Search the entries below for the word "serde", then copy each line in which it is found.

*** Data provided ***

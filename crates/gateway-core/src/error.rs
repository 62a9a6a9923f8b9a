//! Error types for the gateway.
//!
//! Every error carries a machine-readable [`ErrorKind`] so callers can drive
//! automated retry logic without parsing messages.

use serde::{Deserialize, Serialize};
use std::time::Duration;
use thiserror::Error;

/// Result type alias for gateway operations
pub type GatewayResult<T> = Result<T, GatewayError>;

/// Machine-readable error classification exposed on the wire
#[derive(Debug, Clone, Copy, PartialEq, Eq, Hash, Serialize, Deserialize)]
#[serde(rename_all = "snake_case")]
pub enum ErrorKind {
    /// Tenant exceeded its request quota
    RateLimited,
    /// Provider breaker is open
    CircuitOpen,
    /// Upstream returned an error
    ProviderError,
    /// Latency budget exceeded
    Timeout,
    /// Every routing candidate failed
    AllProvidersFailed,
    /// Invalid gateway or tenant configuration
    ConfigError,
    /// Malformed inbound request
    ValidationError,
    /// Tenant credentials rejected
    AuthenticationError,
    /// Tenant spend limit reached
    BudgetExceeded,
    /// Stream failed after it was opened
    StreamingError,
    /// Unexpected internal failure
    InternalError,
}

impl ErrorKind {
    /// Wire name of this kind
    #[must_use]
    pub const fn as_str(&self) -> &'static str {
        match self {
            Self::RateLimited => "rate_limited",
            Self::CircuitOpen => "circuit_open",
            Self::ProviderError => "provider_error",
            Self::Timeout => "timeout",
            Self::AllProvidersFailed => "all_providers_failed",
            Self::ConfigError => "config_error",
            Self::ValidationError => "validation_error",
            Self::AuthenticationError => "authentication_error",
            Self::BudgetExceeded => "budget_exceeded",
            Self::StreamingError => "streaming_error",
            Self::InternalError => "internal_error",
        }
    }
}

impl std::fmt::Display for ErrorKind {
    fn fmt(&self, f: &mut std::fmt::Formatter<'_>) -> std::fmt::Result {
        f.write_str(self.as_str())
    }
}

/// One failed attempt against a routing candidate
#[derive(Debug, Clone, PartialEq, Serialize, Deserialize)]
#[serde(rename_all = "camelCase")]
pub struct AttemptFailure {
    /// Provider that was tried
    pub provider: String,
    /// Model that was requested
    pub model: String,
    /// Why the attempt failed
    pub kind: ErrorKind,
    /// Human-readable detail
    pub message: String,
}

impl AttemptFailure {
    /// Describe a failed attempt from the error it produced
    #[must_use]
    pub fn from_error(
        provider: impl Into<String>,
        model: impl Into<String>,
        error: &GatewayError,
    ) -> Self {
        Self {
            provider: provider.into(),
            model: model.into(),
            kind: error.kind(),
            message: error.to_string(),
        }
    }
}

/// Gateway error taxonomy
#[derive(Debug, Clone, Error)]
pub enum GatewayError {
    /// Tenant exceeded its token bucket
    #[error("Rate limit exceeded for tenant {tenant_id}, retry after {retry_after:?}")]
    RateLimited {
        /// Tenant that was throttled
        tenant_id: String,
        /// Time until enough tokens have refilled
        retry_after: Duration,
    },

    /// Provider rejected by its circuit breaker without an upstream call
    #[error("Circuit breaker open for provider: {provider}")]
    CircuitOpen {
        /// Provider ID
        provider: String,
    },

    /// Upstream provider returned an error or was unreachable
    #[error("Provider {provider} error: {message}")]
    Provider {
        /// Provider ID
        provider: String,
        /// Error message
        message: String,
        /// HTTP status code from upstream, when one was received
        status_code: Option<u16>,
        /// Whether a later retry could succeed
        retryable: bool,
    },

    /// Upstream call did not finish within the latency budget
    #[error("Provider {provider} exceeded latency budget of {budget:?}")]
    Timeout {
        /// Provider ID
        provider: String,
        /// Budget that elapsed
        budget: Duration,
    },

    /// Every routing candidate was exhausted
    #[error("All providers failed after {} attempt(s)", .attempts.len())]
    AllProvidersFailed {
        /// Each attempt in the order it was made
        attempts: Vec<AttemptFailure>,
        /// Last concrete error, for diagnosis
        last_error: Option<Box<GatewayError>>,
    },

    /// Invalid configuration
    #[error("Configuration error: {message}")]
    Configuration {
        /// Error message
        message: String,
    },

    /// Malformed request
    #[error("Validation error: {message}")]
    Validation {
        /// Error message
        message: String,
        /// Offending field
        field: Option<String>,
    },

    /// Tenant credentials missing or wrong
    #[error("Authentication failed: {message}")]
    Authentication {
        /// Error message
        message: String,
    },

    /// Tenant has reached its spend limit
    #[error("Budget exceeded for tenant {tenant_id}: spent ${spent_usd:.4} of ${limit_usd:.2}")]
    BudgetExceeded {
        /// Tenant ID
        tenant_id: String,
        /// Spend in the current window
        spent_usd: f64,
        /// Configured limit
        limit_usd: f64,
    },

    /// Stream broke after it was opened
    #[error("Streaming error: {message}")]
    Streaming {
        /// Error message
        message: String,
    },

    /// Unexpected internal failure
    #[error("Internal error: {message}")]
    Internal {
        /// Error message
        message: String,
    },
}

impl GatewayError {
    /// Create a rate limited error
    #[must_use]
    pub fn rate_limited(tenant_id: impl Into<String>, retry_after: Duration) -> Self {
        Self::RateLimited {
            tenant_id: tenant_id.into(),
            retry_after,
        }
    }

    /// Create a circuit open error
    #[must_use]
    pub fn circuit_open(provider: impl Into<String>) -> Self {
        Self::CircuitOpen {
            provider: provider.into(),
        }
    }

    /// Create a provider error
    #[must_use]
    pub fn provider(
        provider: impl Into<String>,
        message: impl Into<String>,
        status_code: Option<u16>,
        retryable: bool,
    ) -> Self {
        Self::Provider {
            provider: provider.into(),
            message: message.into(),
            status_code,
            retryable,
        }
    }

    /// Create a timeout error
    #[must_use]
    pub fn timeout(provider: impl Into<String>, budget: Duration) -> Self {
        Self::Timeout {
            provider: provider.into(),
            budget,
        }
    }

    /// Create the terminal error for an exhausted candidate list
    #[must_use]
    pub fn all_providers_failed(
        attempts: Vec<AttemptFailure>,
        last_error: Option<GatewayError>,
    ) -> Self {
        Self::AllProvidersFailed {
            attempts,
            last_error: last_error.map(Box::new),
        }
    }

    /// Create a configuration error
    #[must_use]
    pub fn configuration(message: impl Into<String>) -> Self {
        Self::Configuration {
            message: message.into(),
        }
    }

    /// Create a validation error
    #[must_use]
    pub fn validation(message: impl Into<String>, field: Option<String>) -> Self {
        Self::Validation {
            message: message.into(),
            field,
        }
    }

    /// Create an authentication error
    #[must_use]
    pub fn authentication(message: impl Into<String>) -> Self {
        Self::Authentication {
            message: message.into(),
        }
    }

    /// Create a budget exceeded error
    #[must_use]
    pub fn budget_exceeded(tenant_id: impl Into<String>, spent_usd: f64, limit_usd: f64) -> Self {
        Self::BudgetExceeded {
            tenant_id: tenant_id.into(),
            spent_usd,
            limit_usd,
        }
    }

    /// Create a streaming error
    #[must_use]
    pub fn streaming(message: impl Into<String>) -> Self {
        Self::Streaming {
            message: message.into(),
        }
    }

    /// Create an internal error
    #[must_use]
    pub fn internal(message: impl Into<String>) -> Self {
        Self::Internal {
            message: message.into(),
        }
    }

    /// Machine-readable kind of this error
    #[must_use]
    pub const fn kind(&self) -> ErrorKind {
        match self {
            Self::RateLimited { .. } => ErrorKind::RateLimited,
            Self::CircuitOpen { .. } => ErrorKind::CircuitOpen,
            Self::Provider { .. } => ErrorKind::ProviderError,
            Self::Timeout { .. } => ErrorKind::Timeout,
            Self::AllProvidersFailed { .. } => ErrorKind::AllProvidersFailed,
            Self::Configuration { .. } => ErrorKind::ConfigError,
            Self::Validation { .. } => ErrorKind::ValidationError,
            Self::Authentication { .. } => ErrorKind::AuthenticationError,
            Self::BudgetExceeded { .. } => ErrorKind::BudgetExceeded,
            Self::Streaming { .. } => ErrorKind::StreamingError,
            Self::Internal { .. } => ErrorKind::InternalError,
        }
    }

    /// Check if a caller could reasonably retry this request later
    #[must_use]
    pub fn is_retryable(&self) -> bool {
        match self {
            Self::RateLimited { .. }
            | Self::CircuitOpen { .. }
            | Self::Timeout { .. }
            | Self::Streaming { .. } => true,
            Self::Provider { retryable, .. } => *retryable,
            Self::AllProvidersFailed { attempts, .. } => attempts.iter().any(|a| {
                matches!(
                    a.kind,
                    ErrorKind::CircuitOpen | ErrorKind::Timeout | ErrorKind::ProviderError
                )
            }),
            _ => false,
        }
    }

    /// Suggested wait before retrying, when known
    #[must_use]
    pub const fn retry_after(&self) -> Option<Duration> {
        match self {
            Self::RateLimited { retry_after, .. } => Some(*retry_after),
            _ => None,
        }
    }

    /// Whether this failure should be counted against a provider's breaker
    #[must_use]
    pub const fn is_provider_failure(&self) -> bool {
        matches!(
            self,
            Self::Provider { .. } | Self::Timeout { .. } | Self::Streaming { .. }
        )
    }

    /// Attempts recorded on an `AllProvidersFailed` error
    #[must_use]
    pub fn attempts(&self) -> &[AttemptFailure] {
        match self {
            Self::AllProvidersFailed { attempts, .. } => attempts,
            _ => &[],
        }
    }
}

*** End of Data provided ***

- Solution to this problem
use serde::{Deserialize, Serialize};
#[serde(rename_all = "snake_case")]
#[serde(rename_all = "camelCase")]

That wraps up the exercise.